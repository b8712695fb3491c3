//! `wsgen config`: show the effective settings.

use serde_json::Value;

use crate::{
    cli::ConfigCommands,
    config::AppConfig,
    error::{CliError, CliResult},
    output::OutputManager,
};

/// Keys accepted by `wsgen config get`.
const KNOWN_KEYS: [&str; 4] = [
    "defaults.variant",
    "defaults.root",
    "output.no_color",
    "output.format",
];

pub fn execute(cmd: ConfigCommands, config: AppConfig, output: OutputManager) -> CliResult<()> {
    match cmd {
        ConfigCommands::Get { key } => {
            let value = lookup(&config, &key)?;
            output.print(&format!("{key} = {value}"))?;
        }
        ConfigCommands::List => {
            let text = toml::to_string_pretty(&config).map_err(|e| CliError::ConfigError {
                message: "settings cannot be rendered as TOML".into(),
                source: Some(Box::new(e)),
            })?;
            output.header("Effective configuration:")?;
            output.print(text.trim_end())?;
        }
        ConfigCommands::Path => {
            output.print(&AppConfig::config_path().display().to_string())?;
        }
    }
    Ok(())
}

/// Resolve a dotted key against the effective settings.  Unset optional
/// keys print as an empty string.
fn lookup(config: &AppConfig, key: &str) -> CliResult<String> {
    if !KNOWN_KEYS.contains(&key) {
        return Err(CliError::ConfigError {
            message: format!(
                "Unknown config key: '{key}' (expected one of {})",
                KNOWN_KEYS.join(", ")
            ),
            source: None,
        });
    }

    let tree = serde_json::to_value(config).map_err(|e| CliError::ConfigError {
        message: "settings cannot be inspected".into(),
        source: Some(Box::new(e)),
    })?;
    let pointer = format!("/{}", key.replace('.', "/"));

    Ok(match tree.pointer(&pointer) {
        None | Some(Value::Null) => String::new(),
        Some(Value::String(s)) => s.clone(),
        Some(other) => other.to_string(),
    })
}

#[cfg(test)]
mod tests {
    use super::*;
    use std::path::PathBuf;

    #[test]
    fn default_variant() {
        assert_eq!(lookup(&AppConfig::default(), "defaults.variant").unwrap(), "basic");
    }

    #[test]
    fn unset_root_is_empty() {
        assert_eq!(lookup(&AppConfig::default(), "defaults.root").unwrap(), "");
    }

    #[test]
    fn configured_root() {
        let mut cfg = AppConfig::default();
        cfg.defaults.root = Some(PathBuf::from("/work"));
        assert_eq!(lookup(&cfg, "defaults.root").unwrap(), "/work");
    }

    #[test]
    fn booleans_print_bare() {
        assert_eq!(lookup(&AppConfig::default(), "output.no_color").unwrap(), "false");
    }

    #[test]
    fn unknown_key_lists_known_ones() {
        let err = lookup(&AppConfig::default(), "defaults.language").unwrap_err();
        assert!(err.to_string().contains("defaults.variant"));
        assert_eq!(err.exit_code(), 4);
    }
}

**********

#### EXERCISE INSTRUCTIONS
Gather every line from the listing above in which the word "pointer" appears.

#### ANSWER FOR THIS EXERCISE
    let pointer = format!("/{}", key.replace('.', "/"));
    Ok(match tree.pointer(&pointer) {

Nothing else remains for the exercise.